## PROBLEM
Search the records below for the word "struct", then return every line where it appears.

## RECORD SET
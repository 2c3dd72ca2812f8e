// src/domain/room.rs

use crate::domain::ledger::LedgerError;
use chrono::{NaiveDate, NaiveDateTime};
use serde::{Deserialize, Serialize};
use std::fmt;

/// Occupancy of a room on a given date. Always derived, never stored as truth.
#[derive(Debug, Clone, Copy, PartialEq, Eq, Hash, Serialize, Deserialize)]
pub enum RoomStatus {
    Available,
    Booked,
    Occupied,
}

impl RoomStatus {
    pub fn as_str(&self) -> &'static str {
        match self {
            RoomStatus::Available => "Available",
            RoomStatus::Booked => "Booked",
            RoomStatus::Occupied => "Occupied",
        }
    }
}

impl fmt::Display for RoomStatus {
    fn fmt(&self, f: &mut fmt::Formatter<'_>) -> fmt::Result {
        f.write_str(self.as_str())
    }
}

/// A physical room from the roster plus whatever the front desk attached to it.
#[derive(Debug, Clone, PartialEq, Serialize, Deserialize)]
pub struct Room {
    pub id: String,
    pub name: String,
    #[serde(default, skip_serializing_if = "Option::is_none")]
    pub booking: Option<Booking>,
    #[serde(default, skip_serializing_if = "Option::is_none")]
    pub payment: Option<Payment>,
}

impl Room {
    pub fn empty(id: impl Into<String>, name: impl Into<String>) -> Self {
        Self {
            id: id.into(),
            name: name.into(),
            booking: None,
            payment: None,
        }
    }
}

/// A reservation. `check_in` is inclusive, `check_out` exclusive.
#[derive(Debug, Clone, PartialEq, Serialize, Deserialize)]
#[serde(rename_all = "camelCase")]
pub struct Booking {
    pub guest_name: String,
    pub check_in: NaiveDate,
    pub check_out: NaiveDate,
    #[serde(default)]
    pub checked_in: bool,
}

impl Booking {
    pub fn new(
        guest_name: impl Into<String>,
        check_in: NaiveDate,
        check_out: NaiveDate,
    ) -> Result<Self, LedgerError> {
        if check_out <= check_in {
            return Err(LedgerError::InvalidStay {
                check_in,
                check_out,
            });
        }

        Ok(Self {
            guest_name: guest_name.into(),
            check_in,
            check_out,
            checked_in: false,
        })
    }

    pub fn nights(&self) -> i64 {
        (self.check_out - self.check_in).num_days()
    }
}

#[derive(Debug, Clone, Copy, PartialEq, Eq, Serialize, Deserialize)]
pub enum PaymentStatus {
    Paid,
    Pending,
    Failed,
}

impl PaymentStatus {
    pub fn as_str(&self) -> &'static str {
        match self {
            PaymentStatus::Paid => "Paid",
            PaymentStatus::Pending => "Pending",
            PaymentStatus::Failed => "Failed",
        }
    }

    /// Paid exactly when nothing is left to collect.
    pub fn for_pending(pending: i64) -> Self {
        if pending <= 0 {
            PaymentStatus::Paid
        } else {
            PaymentStatus::Pending
        }
    }
}

#[derive(Debug, Clone, Copy, PartialEq, Eq, Serialize, Deserialize)]
pub enum PaymentMethod {
    #[serde(rename = "Credit Card")]
    CreditCard,
    Cash,
    #[serde(rename = "Bank Transfer")]
    BankTransfer,
}

impl PaymentMethod {
    pub const ALL: [PaymentMethod; 3] = [
        PaymentMethod::CreditCard,
        PaymentMethod::Cash,
        PaymentMethod::BankTransfer,
    ];

    pub fn as_str(&self) -> &'static str {
        match self {
            PaymentMethod::CreditCard => "Credit Card",
            PaymentMethod::Cash => "Cash",
            PaymentMethod::BankTransfer => "Bank Transfer",
        }
    }

    pub fn parse(s: &str) -> Option<Self> {
        Self::ALL.into_iter().find(|m| m.as_str() == s)
    }
}

/// Money on a booking, in minor currency units.
#[derive(Debug, Clone, PartialEq, Serialize, Deserialize)]
#[serde(rename_all = "camelCase")]
pub struct Payment {
    pub invoice_id: String,
    pub guest_name: String,
    pub date: NaiveDate,
    pub amount: i64,
    pub advance_paid: i64,
    pub pending: i64,
    pub status: PaymentStatus,
    pub method: PaymentMethod,
}

impl Payment {
    pub fn new(
        invoice_id: impl Into<String>,
        guest_name: impl Into<String>,
        date: NaiveDate,
        amount: i64,
        advance_paid: i64,
        method: PaymentMethod,
    ) -> Result<Self, LedgerError> {
        if amount < 0 || advance_paid < 0 {
            return Err(LedgerError::NegativeAmount);
        }
        if advance_paid > amount {
            return Err(LedgerError::Overpayment {
                attempted: advance_paid,
                pending: amount,
            });
        }

        let pending = amount - advance_paid;
        Ok(Self {
            invoice_id: invoice_id.into(),
            guest_name: guest_name.into(),
            date,
            amount,
            advance_paid,
            pending,
            status: PaymentStatus::for_pending(pending),
            method,
        })
    }
}

/// Snapshot written when a booking is cancelled. Never edited afterwards.
#[derive(Debug, Clone, PartialEq, Serialize, Deserialize)]
#[serde(rename_all = "camelCase")]
pub struct CancellationRecord {
    pub room_id: String,
    pub room_name: String,
    pub booking: Booking,
    pub payment: Option<Payment>,
    pub cancelled_at: NaiveDateTime,
}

## TASK OUTPUT
pub struct Room {
pub struct Booking {
pub struct Payment {
pub struct CancellationRecord {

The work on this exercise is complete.